È stata “un’esperienza forte, non facile, ma che mi ha lasciato tanto dentro”. Una figura su tutte gli è rimasta impressa, quella di Don Baldassare Meli, che dirigeva il centro ed è recentemente scomparso. “Un uomo grande come pochi, che tanto ha fatto per i migranti e per gli abitanti di quel quartiere”.

In Lombardia “educando alla legalità”

Una volta arrivato a Milano, Sirni non ha perso la sua vocazione all’impegno civico né la sua passione per “coloro che aiutano”. E pur avendo cambiato diversi ruoli, in qualche modo il cerchio si è chiuso negli ultimi sei anni. Da quando, cioè, lavora nel servizio commissioni del Consiglio regionale della Lombardia e in maniera particolare segue la Commissione Speciale Antimafia, Anticorruzione e Legalità. “Questo lavoro mi ha dato modo di avvicinarmi in prima persona al tema della criminalità organizzata, che rappresenta il problema principale del nostro paese. Mi ha permesso di prenderne coscienza più di quanto avessi fatto fino a quel momento. Ho avuto la fortuna di poter incontrare e ascoltare i maggiori esperti del settore, uomini e donne che ogni giorno combattono per arginare e e sconfiggere questo fenomeno”.

Ma – aggiunge – “forse l’aspetto più importante del mio lavoro è rappresentato dalle visite che facciamo nelle scuole, grazie ad un progetto che mira ad educare alla legalità le nuove generazioni. È emozionante e mi riempie di speranza”.

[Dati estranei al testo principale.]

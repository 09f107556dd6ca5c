//! Snapshot and report types for the allocation engine.

use chrono::NaiveDate;
use serde::{Deserialize, Serialize};
use uuid::Uuid;

use quarters_common::Gender;

// --- Snapshots (planner input) ---

/// An allocatable registrant: verified, unallocated, of a known gender.
#[derive(Debug, Clone)]
pub struct Candidate {
    pub id: Uuid,
    pub gender: Gender,
    pub birth_date: NaiveDate,
}

/// A current occupant with their age as of the snapshot's reference date.
#[derive(Debug, Clone, Serialize)]
pub struct Occupant {
    pub registrant_id: Uuid,
    pub age: i32,
}

/// A room with its occupants as seen at planning time.
#[derive(Debug, Clone)]
pub struct RoomSnapshot {
    pub id: Uuid,
    pub name: String,
    pub gender: Gender,
    pub capacity: i32,
    pub active: bool,
    pub occupants: Vec<Occupant>,
}

impl RoomSnapshot {
    pub fn available(&self) -> i32 {
        self.capacity - self.occupants.len() as i32
    }

    pub fn is_empty(&self) -> bool {
        self.occupants.is_empty()
    }

    pub fn occupant_ages(&self) -> Vec<i32> {
        self.occupants.iter().map(|o| o.age).collect()
    }
}

// --- Plans (planner output) ---

/// One proposed assignment. `group` indexes into the plan's outcome list so
/// commit failures can be folded back into the right report row.
#[derive(Debug, Clone)]
pub struct PlannedPair {
    pub registrant_id: Uuid,
    pub room_id: Uuid,
    pub group: usize,
}

#[derive(Debug, Clone, Copy, PartialEq, Eq, Serialize, Deserialize)]
#[serde(rename_all = "snake_case")]
pub enum GroupStatus {
    Success,
    Partial,
    Failed,
}

/// Derive a group's status from its counts. Zero candidates is a success.
pub(crate) fn status_for(allocated: usize, remaining: usize) -> GroupStatus {
    if remaining == 0 {
        GroupStatus::Success
    } else if allocated > 0 {
        GroupStatus::Partial
    } else {
        GroupStatus::Failed
    }
}

/// Per age-band outcome of a grouped run.
#[derive(Debug, Clone, Serialize, Deserialize)]
pub struct GroupOutcome {
    pub gender: Gender,
    pub bucket_lo: i32,
    pub bucket_hi: i32,
    pub candidates: usize,
    pub allocated: usize,
    pub remaining: usize,
    pub status: GroupStatus,
    #[serde(skip_serializing_if = "Option::is_none")]
    pub reason: Option<String>,
}

#[derive(Debug, Clone)]
pub struct GroupedPlan {
    pub pairs: Vec<PlannedPair>,
    pub groups: Vec<GroupOutcome>,
}

/// Batch report returned by the grouped endpoint.
#[derive(Debug, Clone, Serialize, Deserialize)]
pub struct GroupedReport {
    pub groups: Vec<GroupOutcome>,
    pub total_candidates: usize,
    pub total_allocated: usize,
    pub total_remaining: usize,
}

/// Per gender outcome of a random run.
#[derive(Debug, Clone, Serialize, Deserialize)]
pub struct RandomOutcome {
    pub gender: Gender,
    pub candidates: usize,
    pub allocated: usize,
    pub remaining: usize,
    pub status: GroupStatus,
    #[serde(skip_serializing_if = "Option::is_none")]
    pub reason: Option<String>,
}

#[derive(Debug, Clone)]
pub struct RandomPlan {
    pub pairs: Vec<PlannedPair>,
    pub groups: Vec<RandomOutcome>,
}

/// Batch report returned by the random endpoint.
#[derive(Debug, Clone, Serialize, Deserialize)]
pub struct RandomReport {
    pub groups: Vec<RandomOutcome>,
    pub total_candidates: usize,
    pub total_allocated: usize,
    pub total_remaining: usize,
}
//! The allocation engine: read a snapshot, plan, commit through the ledger.
//!
//! Planning is optimistic: the ledger re-validates every pair against
//! current state under a per-room lock, so a stale snapshot degrades into
//! folded-in commit failures, never into a broken invariant.

use chrono::Utc;
use rand::{Rng, SeedableRng};
use tracing::{info, warn};
use uuid::Uuid;

use quarters_common::{compat, Allocation, Gender};

use crate::error::{AllocationRejection, BatchError, ManualError};
use crate::traits::{AllocationLedger, CandidatePool, CommitGuard, RoomState};
use crate::types::{
    status_for, Candidate, GroupStatus, GroupedReport, RandomReport, RoomSnapshot,
};
use crate::{grouped, random};

pub struct AllocationEngine<P, R, L> {
    candidates: P,
    rooms: R,
    ledger: L,
}

impl<P, R, L> AllocationEngine<P, R, L>
where
    P: CandidatePool,
    R: RoomState,
    L: AllocationLedger,
{
    pub fn new(candidates: P, rooms: R, ledger: L) -> Self {
        Self {
            candidates,
            rooms,
            ledger,
        }
    }

    async fn snapshot(&self) -> Result<(Vec<Candidate>, Vec<RoomSnapshot>), anyhow::Error> {
        let mut candidates = Vec::new();
        let mut rooms = Vec::new();
        for gender in Gender::ALL {
            candidates.extend(self.candidates.unallocated_verified(gender).await?);
            rooms.extend(self.rooms.available_rooms(gender).await?);
        }
        Ok((candidates, rooms))
    }

    /// Batch allocation with fixed-width age bands, younger bands first.
    pub async fn allocate_grouped(
        &self,
        age_range_years: i32,
        max_age_gap: i32,
        actor: &str,
    ) -> Result<GroupedReport, BatchError> {
        if age_range_years < 1 {
            return Err(BatchError::InvalidAgeRange);
        }

        let (candidates, rooms) = self.snapshot().await?;
        let today = Utc::now().date_naive();
        let plan = grouped::plan(&candidates, &rooms, age_range_years, max_age_gap, today);
        let mut groups = plan.groups;

        for pair in &plan.pairs {
            let result = self
                .ledger
                .commit(
                    pair.registrant_id,
                    pair.room_id,
                    CommitGuard::age_bounded(max_age_gap),
                    actor,
                )
                .await;
            if let Err(e) = result {
                warn!(
                    registrant = %pair.registrant_id,
                    room = %pair.room_id,
                    "grouped commit refused: {e}"
                );
                let outcome = &mut groups[pair.group];
                outcome.allocated -= 1;
                outcome.remaining += 1;
                outcome.status = status_for(outcome.allocated, outcome.remaining);
                let note = format!("commit refused: {e}");
                outcome.reason = Some(match outcome.reason.take() {
                    Some(existing) => format!("{existing}; {note}"),
                    None => note,
                });
            }
        }

        let report = GroupedReport {
            total_candidates: groups.iter().map(|g| g.candidates).sum(),
            total_allocated: groups.iter().map(|g| g.allocated).sum(),
            total_remaining: groups.iter().map(|g| g.remaining).sum(),
            groups,
        };
        info!(
            allocated = report.total_allocated,
            remaining = report.total_remaining,
            "grouped allocation complete"
        );
        Ok(report)
    }

    /// Batch allocation with uniform shuffling, capacity/gender only.
    pub async fn allocate_random(&self, actor: &str) -> Result<RandomReport, anyhow::Error> {
        let mut rng = rand::rngs::StdRng::from_os_rng();
        self.allocate_random_with(&mut rng, actor).await
    }

    /// Same as [`allocate_random`](Self::allocate_random) with a
    /// caller-supplied RNG, so tests can pin the permutation.
    pub async fn allocate_random_with<G: Rng + ?Sized>(
        &self,
        rng: &mut G,
        actor: &str,
    ) -> Result<RandomReport, anyhow::Error> {
        let (candidates, rooms) = self.snapshot().await?;
        let plan = random::plan(&candidates, &rooms, rng);
        let mut groups = plan.groups;

        for pair in &plan.pairs {
            let result = self
                .ledger
                .commit(
                    pair.registrant_id,
                    pair.room_id,
                    CommitGuard::capacity_only(),
                    actor,
                )
                .await;
            if let Err(e) = result {
                warn!(
                    registrant = %pair.registrant_id,
                    room = %pair.room_id,
                    "random commit refused: {e}"
                );
                let outcome = &mut groups[pair.group];
                outcome.allocated -= 1;
                outcome.remaining += 1;
                // Random groups only ever report success or partial.
                outcome.status = GroupStatus::Partial;
                let note = format!("commit refused: {e}");
                outcome.reason = Some(match outcome.reason.take() {
                    Some(existing) => format!("{existing}; {note}"),
                    None => note,
                });
            }
        }

        let report = RandomReport {
            total_candidates: groups.iter().map(|g| g.candidates).sum(),
            total_allocated: groups.iter().map(|g| g.allocated).sum(),
            total_remaining: groups.iter().map(|g| g.remaining).sum(),
            groups,
        };
        info!(
            allocated = report.total_allocated,
            remaining = report.total_remaining,
            "random allocation complete"
        );
        Ok(report)
    }

    /// Operator-driven single assignment. Preconditions are checked in a
    /// fixed order so the caller always gets the first failing reason; the
    /// ledger then re-validates under the room lock.
    pub async fn allocate_manual(
        &self,
        registrant_id: Uuid,
        room_id: Uuid,
        max_age_gap: i32,
        actor: &str,
    ) -> Result<Allocation, ManualError> {
        let registrant = self
            .candidates
            .registrant(registrant_id)
            .await
            .map_err(ManualError::Store)?
            .ok_or(AllocationRejection::RegistrantNotFound(registrant_id))?;
        if !registrant.verified {
            return Err(AllocationRejection::NotVerified(registrant_id).into());
        }
        if self
            .ledger
            .allocation_for(registrant_id)
            .await
            .map_err(ManualError::Store)?
            .is_some()
        {
            return Err(AllocationRejection::AlreadyAllocated(registrant_id).into());
        }

        let room = self
            .rooms
            .room(room_id)
            .await
            .map_err(ManualError::Store)?
            .ok_or(AllocationRejection::RoomNotFound(room_id))?;
        if !room.active {
            return Err(AllocationRejection::RoomInactive(room_id).into());
        }
        if room.available() <= 0 {
            return Err(AllocationRejection::RoomFull(room_id).into());
        }
        if registrant.gender != room.gender {
            return Err(AllocationRejection::GenderMismatch {
                registrant: registrant.gender,
                room: room.gender,
            }
            .into());
        }

        let ages = room.occupant_ages();
        let age = compat::age_on(registrant.birth_date, Utc::now().date_naive());
        if !compat::is_age_compatible(&ages, age, max_age_gap) {
            let mut combined = ages;
            combined.push(age);
            return Err(AllocationRejection::AgeGapExceeded {
                resulting_range: compat::age_span(&combined),
                limit: max_age_gap,
            }
            .into());
        }

        let allocation = self
            .ledger
            .commit(
                registrant_id,
                room_id,
                CommitGuard::age_bounded(max_age_gap),
                actor,
            )
            .await
            .map_err(|e| {
                ManualError::from_commit(e, registrant_id, room_id, registrant.gender, room.gender)
            })?;

        info!(
            registrant = %registrant_id,
            room = %room_id,
            by = actor,
            "manual allocation created"
        );
        Ok(allocation)
    }

    /// Remove a registrant's allocation. The inverse of the manual path.
    pub async fn unassign(&self, registrant_id: Uuid) -> Result<Allocation, ManualError> {
        match self
            .ledger
            .release(registrant_id)
            .await
            .map_err(ManualError::Store)?
        {
            Some(allocation) => {
                info!(registrant = %registrant_id, "allocation removed");
                Ok(allocation)
            }
            None => Err(AllocationRejection::NotAllocated(registrant_id).into()),
        }
    }
}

Collettive e personali e la “pittura del lockdown”

“Il lavoro che faccio sicuramente mi tiene molto impegnato e non mi permette di dedicarmi a tempo pieno all’arte”, spiega Sirni. “Però ho approfittato del lockdown per immergermi completamente nella pittura, in maniera quasi compulsiva, dipingendo a tutte le ore. Lavorare da casa mi ha permesso di ottimizzare i tempi e di poter realizzare un progetto che avevo iniziato e mai finito per mancanza di tempo”.

Nonostante i tanti impegni, insomma anche la sua vocazione primaria “resiste”. “Per il futuro spero di poter realizzare una mostra con tutti i lavori realizzati durante i giorni di solitudine dell’emergenza COVID-19”.

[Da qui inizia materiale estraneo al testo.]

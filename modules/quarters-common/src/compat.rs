//! Age-compatibility rules. Pure functions, no I/O.
//!
//! Every allocation path that honors the age-gap limit goes through these,
//! both at planning time (engine) and at write time (store re-validation).

use chrono::{Datelike, NaiveDate};

/// Whole years between `birth_date` and `as_of`, calendar-aware: one year is
/// subtracted when `as_of`'s month/day precedes the birthday's month/day.
/// A Feb 29 birthday counts from Mar 1 in common years.
pub fn age_on(birth_date: NaiveDate, as_of: NaiveDate) -> i32 {
    let mut years = as_of.year() - birth_date.year();
    if (as_of.month(), as_of.day()) < (birth_date.month(), birth_date.day()) {
        years -= 1;
    }
    years
}

/// Difference between the oldest and youngest age. Zero for empty or
/// single-element input.
pub fn age_span(ages: &[i32]) -> i32 {
    match (ages.iter().min(), ages.iter().max()) {
        (Some(min), Some(max)) => max - min,
        _ => 0,
    }
}

/// True iff adding `candidate_age` to `existing` keeps the room's age span
/// within `max_gap`. An empty existing set is always compatible.
pub fn is_age_compatible(existing: &[i32], candidate_age: i32, max_gap: i32) -> bool {
    if existing.is_empty() {
        return true;
    }
    let min = existing.iter().min().copied().unwrap_or(candidate_age).min(candidate_age);
    let max = existing.iter().max().copied().unwrap_or(candidate_age).max(candidate_age);
    max - min <= max_gap
}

Nel corso del tempo Sirni ha partecipato a molte collettive, anche se negli ultimi anni, “per ovvi motivi”, ha dovuto rallentare. È stato in mostra all’università di arte applicate di Vienna insieme ad altri studenti dell’accademia, e a Venezia, a Palermo, e, neanche a dirlo, ha realizzato diverse mostre nel centro storico di Mistretta per sostenerne il recupero. Una sua personale è stata allestita nel Municipio di Nicosia (EN), suoi quadri sono stati esposti in diverse collettive in giro per la Sicilia. È stato anche tra gli artisti della “Notte leonardesca” di Vigevano e recentemente suoi lavori sono andati in mostra nel Grattacielo Pirelli, sede del Consiglio regionale della Lombardia.

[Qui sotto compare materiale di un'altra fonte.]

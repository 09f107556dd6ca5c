//! Collaborator implementations.
//!
//! Production wires the Postgres stores; tests wire [`MemoryRegistry`],
//! which applies the same commit validation rules synchronously.

use std::sync::{Arc, Mutex};

use anyhow::Result;
use async_trait::async_trait;
use chrono::{NaiveDate, Utc};
use uuid::Uuid;

use quarters_common::{compat, Allocation, Gender, Registrant, Room};
use quarters_store::{AllocationStore, CommitError, RegistrantStore, RoomStore};

use crate::traits::{AllocationLedger, CandidatePool, CommitGuard, RoomState};
use crate::types::{Candidate, Occupant, RoomSnapshot};

// ---------------------------------------------------------------------------
// Postgres adapters (production)
// ---------------------------------------------------------------------------

#[async_trait]
impl CandidatePool for RegistrantStore {
    async fn unallocated_verified(&self, gender: Gender) -> Result<Vec<Candidate>> {
        let registrants = RegistrantStore::unallocated_verified(self, gender).await?;
        Ok(registrants
            .into_iter()
            .map(|r| Candidate {
                id: r.id,
                gender: r.gender,
                birth_date: r.birth_date,
            })
            .collect())
    }

    async fn registrant(&self, id: Uuid) -> Result<Option<Registrant>> {
        RegistrantStore::registrant(self, id).await
    }
}

fn snapshot_from(room: Room, occupants: Vec<quarters_store::OccupantRecord>, today: NaiveDate) -> RoomSnapshot {
    RoomSnapshot {
        id: room.id,
        name: room.name,
        gender: room.gender,
        capacity: room.capacity,
        active: room.active,
        occupants: occupants
            .into_iter()
            .map(|o| Occupant {
                registrant_id: o.registrant_id,
                age: compat::age_on(o.birth_date, today),
            })
            .collect(),
    }
}

#[async_trait]
impl RoomState for RoomStore {
    async fn available_rooms(&self, gender: Gender) -> Result<Vec<RoomSnapshot>> {
        let today = Utc::now().date_naive();
        let rooms = RoomStore::available_rooms(self, gender).await?;
        Ok(rooms
            .into_iter()
            .map(|r| snapshot_from(r.room, r.occupants, today))
            .collect())
    }

    async fn room(&self, id: Uuid) -> Result<Option<RoomSnapshot>> {
        let today = Utc::now().date_naive();
        let room = RoomStore::room(self, id).await?;
        Ok(room.map(|r| snapshot_from(r.room, r.occupants, today)))
    }
}

#[async_trait]
impl AllocationLedger for AllocationStore {
    async fn commit(
        &self,
        registrant_id: Uuid,
        room_id: Uuid,
        guard: CommitGuard,
        actor: &str,
    ) -> Result<Allocation, CommitError> {
        AllocationStore::commit(self, registrant_id, room_id, guard.max_age_gap, actor).await
    }

    async fn release(&self, registrant_id: Uuid) -> Result<Option<Allocation>> {
        AllocationStore::release(self, registrant_id).await
    }

    async fn allocation_for(&self, registrant_id: Uuid) -> Result<Option<Allocation>> {
        AllocationStore::allocation_for(self, registrant_id).await
    }

    async fn allocations_in(&self, room_id: Uuid) -> Result<Vec<Allocation>> {
        AllocationStore::allocations_in(self, room_id).await
    }
}

// ---------------------------------------------------------------------------
// MemoryRegistry (tests, no database required)
// ---------------------------------------------------------------------------

/// In-memory registrant/room/allocation registry. Thread-safe. Applies the
/// same commit validation as the Postgres store, minus the SQL.
pub struct MemoryRegistry {
    inner: Mutex<Inner>,
}

#[derive(Default)]
struct Inner {
    registrants: Vec<Registrant>,
    rooms: Vec<Room>,
    allocations: Vec<Allocation>,
}

impl MemoryRegistry {
    pub fn new() -> Self {
        Self {
            inner: Mutex::new(Inner::default()),
        }
    }

    pub fn add_registrant(&self, registrant: Registrant) {
        self.inner.lock().unwrap().registrants.push(registrant);
    }

    pub fn add_room(&self, room: Room) {
        self.inner.lock().unwrap().rooms.push(room);
    }

    /// All persisted allocations (for test assertions).
    pub fn allocations(&self) -> Vec<Allocation> {
        self.inner.lock().unwrap().allocations.clone()
    }
}

impl Default for MemoryRegistry {
    fn default() -> Self {
        Self::new()
    }
}

impl Inner {
    fn occupants_of(&self, room_id: Uuid, today: NaiveDate) -> Vec<Occupant> {
        self.allocations
            .iter()
            .filter(|a| a.room_id == room_id)
            .filter_map(|a| {
                self.registrants
                    .iter()
                    .find(|r| r.id == a.registrant_id)
                    .map(|r| Occupant {
                        registrant_id: r.id,
                        age: compat::age_on(r.birth_date, today),
                    })
            })
            .collect()
    }

    fn snapshot(&self, room: &Room, today: NaiveDate) -> RoomSnapshot {
        RoomSnapshot {
            id: room.id,
            name: room.name.clone(),
            gender: room.gender,
            capacity: room.capacity,
            active: room.active,
            occupants: self.occupants_of(room.id, today),
        }
    }
}

#[async_trait]
impl CandidatePool for MemoryRegistry {
    async fn unallocated_verified(&self, gender: Gender) -> Result<Vec<Candidate>> {
        let inner = self.inner.lock().unwrap();
        let mut candidates: Vec<Candidate> = inner
            .registrants
            .iter()
            .filter(|r| r.verified && r.gender == gender)
            .filter(|r| !inner.allocations.iter().any(|a| a.registrant_id == r.id))
            .map(|r| Candidate {
                id: r.id,
                gender: r.gender,
                birth_date: r.birth_date,
            })
            .collect();
        // Same ordering contract as the Postgres store: youngest first.
        candidates.sort_by(|a, b| b.birth_date.cmp(&a.birth_date).then(a.id.cmp(&b.id)));
        Ok(candidates)
    }

    async fn registrant(&self, id: Uuid) -> Result<Option<Registrant>> {
        let inner = self.inner.lock().unwrap();
        Ok(inner.registrants.iter().find(|r| r.id == id).cloned())
    }
}

#[async_trait]
impl RoomState for MemoryRegistry {
    async fn available_rooms(&self, gender: Gender) -> Result<Vec<RoomSnapshot>> {
        let today = Utc::now().date_naive();
        let inner = self.inner.lock().unwrap();
        let mut rooms: Vec<&Room> = inner
            .rooms
            .iter()
            .filter(|r| r.active && r.gender == gender)
            .collect();
        rooms.sort_by(|a, b| a.name.cmp(&b.name).then(a.id.cmp(&b.id)));
        Ok(rooms
            .into_iter()
            .map(|r| inner.snapshot(r, today))
            .collect())
    }

    async fn room(&self, id: Uuid) -> Result<Option<RoomSnapshot>> {
        let today = Utc::now().date_naive();
        let inner = self.inner.lock().unwrap();
        Ok(inner
            .rooms
            .iter()
            .find(|r| r.id == id)
            .map(|r| inner.snapshot(r, today)))
    }
}

#[async_trait]
impl AllocationLedger for MemoryRegistry {
    async fn commit(
        &self,
        registrant_id: Uuid,
        room_id: Uuid,
        guard: CommitGuard,
        actor: &str,
    ) -> Result<Allocation, CommitError> {
        let mut inner = self.inner.lock().unwrap();

        let room = inner
            .rooms
            .iter()
            .find(|r| r.id == room_id)
            .cloned()
            .ok_or(CommitError::RoomNotFound)?;
        if !room.active {
            return Err(CommitError::RoomInactive);
        }

        let registrant = inner
            .registrants
            .iter()
            .find(|r| r.id == registrant_id)
            .cloned()
            .ok_or(CommitError::RegistrantNotFound)?;
        if registrant.gender != room.gender {
            return Err(CommitError::GenderMismatch);
        }

        let today = Utc::now().date_naive();
        let occupants = inner.occupants_of(room_id, today);
        if occupants.len() as i32 >= room.capacity {
            return Err(CommitError::RoomFull);
        }

        if let Some(limit) = guard.max_age_gap {
            let mut ages: Vec<i32> = occupants.iter().map(|o| o.age).collect();
            let candidate_age = compat::age_on(registrant.birth_date, today);
            if !compat::is_age_compatible(&ages, candidate_age, limit) {
                ages.push(candidate_age);
                return Err(CommitError::AgeGapExceeded {
                    resulting_range: compat::age_span(&ages),
                    limit,
                });
            }
        }

        if inner
            .allocations
            .iter()
            .any(|a| a.registrant_id == registrant_id)
        {
            return Err(CommitError::AlreadyAllocated);
        }

        let allocation = Allocation {
            id: Uuid::new_v4(),
            registrant_id,
            room_id,
            allocated_by: actor.to_string(),
            allocated_at: Utc::now(),
        };
        inner.allocations.push(allocation.clone());
        Ok(allocation)
    }

    async fn release(&self, registrant_id: Uuid) -> Result<Option<Allocation>> {
        let mut inner = self.inner.lock().unwrap();
        let position = inner
            .allocations
            .iter()
            .position(|a| a.registrant_id == registrant_id);
        Ok(position.map(|idx| inner.allocations.remove(idx)))
    }

    async fn allocation_for(&self, registrant_id: Uuid) -> Result<Option<Allocation>> {
        let inner = self.inner.lock().unwrap();
        Ok(inner
            .allocations
            .iter()
            .find(|a| a.registrant_id == registrant_id)
            .cloned())
    }

    async fn allocations_in(&self, room_id: Uuid) -> Result<Vec<Allocation>> {
        let inner = self.inner.lock().unwrap();
        Ok(inner
            .allocations
            .iter()
            .filter(|a| a.room_id == room_id)
            .cloned()
            .collect())
    }
}

// ---------------------------------------------------------------------------
// Arc<T> blankets so tests can share one registry across all three seams
// ---------------------------------------------------------------------------

#[async_trait]
impl<P: CandidatePool + ?Sized> CandidatePool for Arc<P> {
    async fn unallocated_verified(&self, gender: Gender) -> Result<Vec<Candidate>> {
        (**self).unallocated_verified(gender).await
    }

    async fn registrant(&self, id: Uuid) -> Result<Option<Registrant>> {
        (**self).registrant(id).await
    }
}

#[async_trait]
impl<R: RoomState + ?Sized> RoomState for Arc<R> {
    async fn available_rooms(&self, gender: Gender) -> Result<Vec<RoomSnapshot>> {
        (**self).available_rooms(gender).await
    }

    async fn room(&self, id: Uuid) -> Result<Option<RoomSnapshot>> {
        (**self).room(id).await
    }
}

#[async_trait]
impl<L: AllocationLedger + ?Sized> AllocationLedger for Arc<L> {
    async fn commit(
        &self,
        registrant_id: Uuid,
        room_id: Uuid,
        guard: CommitGuard,
        actor: &str,
    ) -> Result<Allocation, CommitError> {
        (**self).commit(registrant_id, room_id, guard, actor).await
    }

    async fn release(&self, registrant_id: Uuid) -> Result<Option<Allocation>> {
        (**self).release(registrant_id).await
    }

    async fn allocation_for(&self, registrant_id: Uuid) -> Result<Option<Allocation>> {
        (**self).allocation_for(registrant_id).await
    }

    async fn allocations_in(&self, room_id: Uuid) -> Result<Vec<Allocation>> {
        (**self).allocations_in(room_id).await
    }
}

Una pubblicazione per raccogliere i ritratti di Mistretta

E la fotografia? Sirni l’aveva studiata in Accademia, ma mai praticata. Negli ultimi anni ha cominciato, timidamente, ad avvicinarsi a questo mondo “che non è un’alternativa alla pittura, sono due linguaggi diversi, anche se possono incrociarsi”. Il punto d’origine, alcuni anni fa, quando un’amica gli parlò della piattaforma di PhotoVogue di Vogue Italia grazie alla quale ha conosciuto “tanti fotografi professionisti che mi hanno aiutato a crescere”.

Eppure Sirni non si sente un fotografo. Si sente – “anzitutto per rispetto a chi il fotografo lo fa di mestiere” – “uno che fotografa”. Tuttavia alcune sue foto, per tre anni di fila, sono state selezionate dagli editor di PhotoVogue per il Photo Vogue Festival, una manifestazione internazionale di fotografia che ogni anno si tiene a Base Milano, mentre l’anno scorso una sua foto è stata selezionata ed esposta nell’isola di San Servolo per il Venezia Photo Festival.

I suoi “ritratti di Mistretta” stanno avendo calorosa accoglienza sui social. E Sirni ha già avuto proposte ad hoc. E infatti “è possibile che si riesca a realizzare una pubblicazione che li raccolga. Ma c’è in programma anche una mostra. Vediamo cosa succederà. Intanto io continuo”.